By Mia Windisch-Graetz
There I was in the bathroom holding the menstrual cup in one hand and the instruction manual in the other. If other girls can do it, I can do it too, I repeated nervously. I don’t know why I was so scared. It just looked huge. And having watched about 120 Youtube videos of women who failed to insert or remove the cup, did not necessarily help me overcome my fear. Nevertheless, there is always a 1st time for everything and I had to at least give it a try. And trust me, the only thing I regret after doing so, is that it took me so long to convince myself that the menstrual cup really is my vagina’s best friend. As of now, you can count me among the 91 percent of people who tried the menstrual cup and would recommend it to others. Because the menstrual cup actually means pleasure, it means adventure and it definitely isn’t something you are alone with. Here are 10 lessons I learned from using the menstrual cup.
1. Forgetting that I am actually on my period
Depending on your flow, you can keep the menstrual cup inside between 8-12 hours without emptying it. So you practically only have to think about your period once/twice a day.
2. Feeling More Connected To My Body
Since I use the menstrual cup, I feel less stressed about my period. I am more at peace and more in line with my body. You can also observe how much blood you actually lose, which makes you understand your cycle better.
3. Staying Comfortably Wet
Tampons absorb your period flow AND your vagina’s natural moisture, which leads to dryness, irritations, and itching. Unlike menstrual cups, which only collect your period blood, keeping your vagina as it should be – comfortably wet!

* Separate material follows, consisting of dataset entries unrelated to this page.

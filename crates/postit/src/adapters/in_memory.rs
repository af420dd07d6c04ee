//! In-memory transport
//!
//! Models a set of isolated execution contexts, each with its own origin,
//! that can only exchange strings. Suitable for tests and for embedding
//! several registries in one process; a real deployment would put a
//! process, socket or browser boundary behind the same ports.
//!
//! Delivery semantics:
//! - `send_message` only enqueues; the receiving context sees the message
//!   when its receive loop next runs (asynchronous, never inline)
//! - a message whose target origin is neither `"*"` nor the target's origin
//!   is dropped at the transport boundary
//! - unknown or closed targets drop the message
//! - dropping a [`ContextEndpoint`] closes its context

use std::collections::HashMap;
use std::sync::Arc;

use parking_lot::{Mutex, RwLock};
use tokio::sync::mpsc;
use tracing::{debug, trace};

use crate::config::normalize_origin;
use crate::domain::TargetHandle;
use crate::error::ConfigError;
use crate::ports::{Inbox, OpenOptions, RawMessage, TargetOpener, Transport};
use crate::ANY_ORIGIN;

struct ContextEntry {
    origin: String,
    name: Option<String>,
    sender: mpsc::UnboundedSender<RawMessage>,
}

/// Hub connecting every in-memory context
#[derive(Default)]
pub struct InMemoryTransport {
    contexts: RwLock<HashMap<TargetHandle, ContextEntry>>,
    /// Inboxes of opened contexts, waiting for someone to attach
    unclaimed: Mutex<HashMap<TargetHandle, Inbox>>,
}

impl InMemoryTransport {
    #[must_use]
    pub fn new() -> Arc<Self> {
        Arc::new(Self::default())
    }

    /// Create a new context at `origin` and return its endpoint.
    ///
    /// `origin` may be any URL; it is reduced to `scheme://host[:port]`.
    pub fn connect(self: &Arc<Self>, origin: &str) -> Result<ContextEndpoint, ConfigError> {
        let origin = normalize_origin(origin)?;
        if origin == ANY_ORIGIN {
            return Err(ConfigError::InvalidOrigin(origin));
        }

        let (handle, inbox) = self.create_context(origin.clone(), None);
        Ok(ContextEndpoint {
            handle,
            origin,
            hub: self.clone(),
            inbox: Mutex::new(Some(inbox)),
        })
    }

    /// Endpoint for a context created through [`TargetOpener::open_target`].
    ///
    /// This is the opened context's own side of the channel. Returns `None`
    /// for unknown handles or when the endpoint was already claimed.
    pub fn attach(self: &Arc<Self>, handle: &TargetHandle) -> Option<ContextEndpoint> {
        let inbox = self.unclaimed.lock().remove(handle)?;
        let origin = self.origin_of(handle)?;
        Some(ContextEndpoint {
            handle: *handle,
            origin,
            hub: self.clone(),
            inbox: Mutex::new(Some(inbox)),
        })
    }

    /// Close a context; its inbox ends and later sends to it are dropped
    pub fn close(&self, handle: &TargetHandle) {
        if self.contexts.write().remove(handle).is_some() {
            debug!(context = %handle, "Context closed");
        }
        self.unclaimed.lock().remove(handle);
    }

    #[must_use]
    pub fn origin_of(&self, handle: &TargetHandle) -> Option<String> {
        self.contexts.read().get(handle).map(|c| c.origin.clone())
    }

    #[must_use]
    pub fn context_count(&self) -> usize {
        self.contexts.read().len()
    }

    fn create_context(&self, origin: String, name: Option<String>) -> (TargetHandle, Inbox) {
        let (sender, inbox) = Inbox::channel();
        let handle = TargetHandle::new();
        debug!(context = %handle, origin = %origin, "Context created");
        self.contexts.write().insert(
            handle,
            ContextEntry {
                origin,
                name,
                sender,
            },
        );
        (handle, inbox)
    }

    fn find_named(&self, name: &str) -> Option<TargetHandle> {
        self.contexts
            .read()
            .iter()
            .find(|(_, c)| c.name.as_deref() == Some(name))
            .map(|(handle, _)| *handle)
    }

    fn deliver(&self, message: RawMessage, target: &TargetHandle, target_origin: &str) {
        let contexts = self.contexts.read();
        let Some(context) = contexts.get(target) else {
            trace!(target = %target, "Dropping message for unknown context");
            return;
        };

        if target_origin != ANY_ORIGIN {
            match normalize_origin(target_origin) {
                Ok(origin) if origin == context.origin => {}
                _ => {
                    trace!(
                        target = %target,
                        target_origin = %target_origin,
                        actual = %context.origin,
                        "Dropping message: target origin mismatch"
                    );
                    return;
                }
            }
        }

        if context.sender.send(message).is_err() {
            trace!(target = %target, "Dropping message: inbox gone");
        }
    }
}

/// One context's view of the hub: implements both collaborator ports.
///
/// The context lives as long as its endpoint.
pub struct ContextEndpoint {
    handle: TargetHandle,
    origin: String,
    hub: Arc<InMemoryTransport>,
    inbox: Mutex<Option<Inbox>>,
}

impl ContextEndpoint {
    #[must_use]
    pub fn handle(&self) -> TargetHandle {
        self.handle
    }

    #[must_use]
    pub fn origin(&self) -> &str {
        &self.origin
    }

    #[must_use]
    pub fn hub(&self) -> &Arc<InMemoryTransport> {
        &self.hub
    }

    /// The inbound subscription for this context. Can be taken once.
    pub fn take_inbox(&self) -> Option<Inbox> {
        self.inbox.lock().take()
    }
}

impl Drop for ContextEndpoint {
    fn drop(&mut self) {
        self.hub.close(&self.handle);
    }
}

impl Transport for ContextEndpoint {
    fn send_message(&self, payload: String, target: &TargetHandle, target_origin: &str) {
        let message = RawMessage::new(payload, self.origin.as_str()).with_source(self.handle);
        self.hub.deliver(message, target, target_origin);
    }
}

impl TargetOpener for ContextEndpoint {
    /// Opens a context at the URL's origin.
    ///
    /// A context already opened under the same `name` is reused. Returns
    /// `None` when the URL has no usable origin.
    fn open_target(&self, url: &str, name: &str, options: &OpenOptions) -> Option<TargetHandle> {
        if !name.is_empty() {
            if let Some(existing) = self.hub.find_named(name) {
                trace!(name = %name, context = %existing, "Reusing named context");
                return Some(existing);
            }
        }

        let origin = match normalize_origin(url) {
            Ok(origin) if origin != ANY_ORIGIN => origin,
            _ => {
                debug!(url = %url, "Cannot open context without an origin");
                return None;
            }
        };

        let name = (!name.is_empty()).then(|| name.to_string());
        let (handle, inbox) = self.hub.create_context(origin, name);
        self.hub.unclaimed.lock().insert(handle, inbox);
        debug!(
            context = %handle,
            url = %url,
            features = %options.features(),
            "Context opened"
        );
        Some(handle)
    }
}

4. Feeling Safe Without Chemicals
Conventional disposable menstrual products can contain harmful chemicals and are mostly bleached white, meaning they include dioxin and other substances that can harm the body. Tampons can also leave tiny pieces of fiber behind, creating a breeding ground for the bacteria that cause Toxic Shock Syndrome (TSS).
Menstrual cups are normally made of medical silicone or latex rubber which are perfectly safe without chemicals going inside your body.
5. No More Hiding
Times of hiding used tampons or pads in my purse when staying over at someone’s place to get rid of them only afterward belong to the past. Now, in case I have to clean out my menstrual cup, I can do so any time, without having others knowing. I just quickly wash it in the bathroom sink and put it back in – voilà!
I also don’t have to go through the whole hiding-my-tampons-and-pads-in-my-bra-or-bag debacle anymore.
Interesting: period blood only develops an odor when exposed to air which means that there’s no smell when using a cup.
6. Having A Good Night’s Sleep
Because no more changing and leaking overnight. Remember, you can leave the menstrual cup inside for up to 12 hours. Tip: to be super safe, I also wear period panties when sleeping, just in case. Sleep tight!
7. Traveling Light
Imagine never having to wonder how many tampons or pads to take with you when you go out or travel. Because you only need your ONE menstrual cup – for that extra space in the bag and a peaceful mind.
8. Saving Money
In most financially advantaged countries, the average woman uses around 11 000 menstrual products during her lifetime, spending more than $120 a year. By switching to a $25-30 menstrual cup, you could save about $1000 over 10 years.
9. Saving Time
As you can go between 8 and 12 hours without emptying your menstrual cup and no longer have to buy disposable menstrual products, you save a lot of time…
10. Protecting The Environment
Anything you can do, you can do bleeding too. My biggest motivation to ditch disposable period products was to help cure the environment. After I learned that disposable pads are non-degradable (made of up to 90% plastic) and stay in landfills for about 800 years, I knew that I had to find a more sustainable alternative. Made from reusable medical silicone, menstrual cups last up to 10 years and as you only need one, you can only imagine how much insane amounts of waste you can spare our planet.
So are you ready to give the menstrual cup a chance now?